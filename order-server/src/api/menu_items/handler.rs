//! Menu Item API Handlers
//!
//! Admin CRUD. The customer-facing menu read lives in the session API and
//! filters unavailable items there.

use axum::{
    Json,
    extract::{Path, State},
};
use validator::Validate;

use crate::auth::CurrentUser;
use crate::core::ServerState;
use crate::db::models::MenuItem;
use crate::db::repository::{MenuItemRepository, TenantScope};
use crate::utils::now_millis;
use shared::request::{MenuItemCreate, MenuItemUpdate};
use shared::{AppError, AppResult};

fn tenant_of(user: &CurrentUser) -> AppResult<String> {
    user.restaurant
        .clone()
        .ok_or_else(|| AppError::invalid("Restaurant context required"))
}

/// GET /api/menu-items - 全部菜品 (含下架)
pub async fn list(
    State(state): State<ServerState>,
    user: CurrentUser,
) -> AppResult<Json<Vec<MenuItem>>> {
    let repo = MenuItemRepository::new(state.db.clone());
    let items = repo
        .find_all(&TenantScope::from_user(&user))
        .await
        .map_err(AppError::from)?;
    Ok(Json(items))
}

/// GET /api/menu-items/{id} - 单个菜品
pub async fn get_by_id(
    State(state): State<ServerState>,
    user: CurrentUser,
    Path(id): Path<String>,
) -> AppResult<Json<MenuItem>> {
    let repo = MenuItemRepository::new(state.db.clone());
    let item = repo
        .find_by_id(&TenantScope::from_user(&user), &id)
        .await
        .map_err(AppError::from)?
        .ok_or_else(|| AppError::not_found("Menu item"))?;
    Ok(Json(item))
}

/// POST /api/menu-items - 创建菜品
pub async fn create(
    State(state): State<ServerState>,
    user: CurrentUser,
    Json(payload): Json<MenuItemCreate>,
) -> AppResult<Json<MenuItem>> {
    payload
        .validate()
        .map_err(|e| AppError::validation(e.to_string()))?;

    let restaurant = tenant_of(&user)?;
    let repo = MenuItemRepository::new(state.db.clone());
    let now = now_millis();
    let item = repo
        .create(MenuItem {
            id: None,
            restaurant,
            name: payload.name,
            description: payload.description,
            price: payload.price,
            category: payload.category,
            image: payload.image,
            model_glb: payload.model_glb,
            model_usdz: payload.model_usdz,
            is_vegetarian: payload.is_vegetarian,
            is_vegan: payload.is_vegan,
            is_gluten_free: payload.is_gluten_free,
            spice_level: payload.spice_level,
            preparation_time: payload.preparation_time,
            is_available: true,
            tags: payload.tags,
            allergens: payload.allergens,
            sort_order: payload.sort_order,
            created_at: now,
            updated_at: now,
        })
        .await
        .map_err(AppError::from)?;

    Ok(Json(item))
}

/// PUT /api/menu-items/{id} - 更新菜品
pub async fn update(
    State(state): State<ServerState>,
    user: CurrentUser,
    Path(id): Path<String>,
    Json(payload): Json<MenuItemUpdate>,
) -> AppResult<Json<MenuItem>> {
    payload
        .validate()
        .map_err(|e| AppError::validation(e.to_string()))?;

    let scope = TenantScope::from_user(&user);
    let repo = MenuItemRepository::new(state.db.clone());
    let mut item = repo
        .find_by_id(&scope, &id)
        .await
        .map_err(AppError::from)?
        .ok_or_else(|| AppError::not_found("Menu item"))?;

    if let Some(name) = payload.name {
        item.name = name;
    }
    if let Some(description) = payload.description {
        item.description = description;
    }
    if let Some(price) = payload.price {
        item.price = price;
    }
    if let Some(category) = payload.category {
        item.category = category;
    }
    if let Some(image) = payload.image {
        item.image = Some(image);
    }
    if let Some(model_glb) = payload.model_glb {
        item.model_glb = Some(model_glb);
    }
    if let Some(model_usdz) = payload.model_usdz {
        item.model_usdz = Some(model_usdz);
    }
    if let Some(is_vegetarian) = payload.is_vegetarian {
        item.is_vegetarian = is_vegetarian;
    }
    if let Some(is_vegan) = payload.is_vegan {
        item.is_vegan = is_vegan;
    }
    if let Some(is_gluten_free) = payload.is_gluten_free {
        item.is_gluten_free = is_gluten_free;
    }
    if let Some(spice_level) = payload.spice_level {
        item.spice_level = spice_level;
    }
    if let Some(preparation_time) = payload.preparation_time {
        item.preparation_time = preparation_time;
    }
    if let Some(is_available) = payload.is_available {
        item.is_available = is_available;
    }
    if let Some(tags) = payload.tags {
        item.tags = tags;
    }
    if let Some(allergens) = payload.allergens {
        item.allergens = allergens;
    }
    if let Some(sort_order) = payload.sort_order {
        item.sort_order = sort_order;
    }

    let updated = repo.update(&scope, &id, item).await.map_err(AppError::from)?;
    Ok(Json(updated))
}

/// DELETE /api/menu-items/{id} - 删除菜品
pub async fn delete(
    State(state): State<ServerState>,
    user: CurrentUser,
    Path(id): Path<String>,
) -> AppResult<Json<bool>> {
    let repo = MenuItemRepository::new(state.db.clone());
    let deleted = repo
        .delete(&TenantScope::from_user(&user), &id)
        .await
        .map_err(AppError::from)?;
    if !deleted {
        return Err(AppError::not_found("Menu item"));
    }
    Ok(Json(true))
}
□ □ □ □
▶ [PROBLEM REQUIREMENTS]
Return every line in the listing that contains the word "category".

▶ [EXERCISE RESPONSE]
            category: payload.category,
    if let Some(category) = payload.category {
        item.category = category;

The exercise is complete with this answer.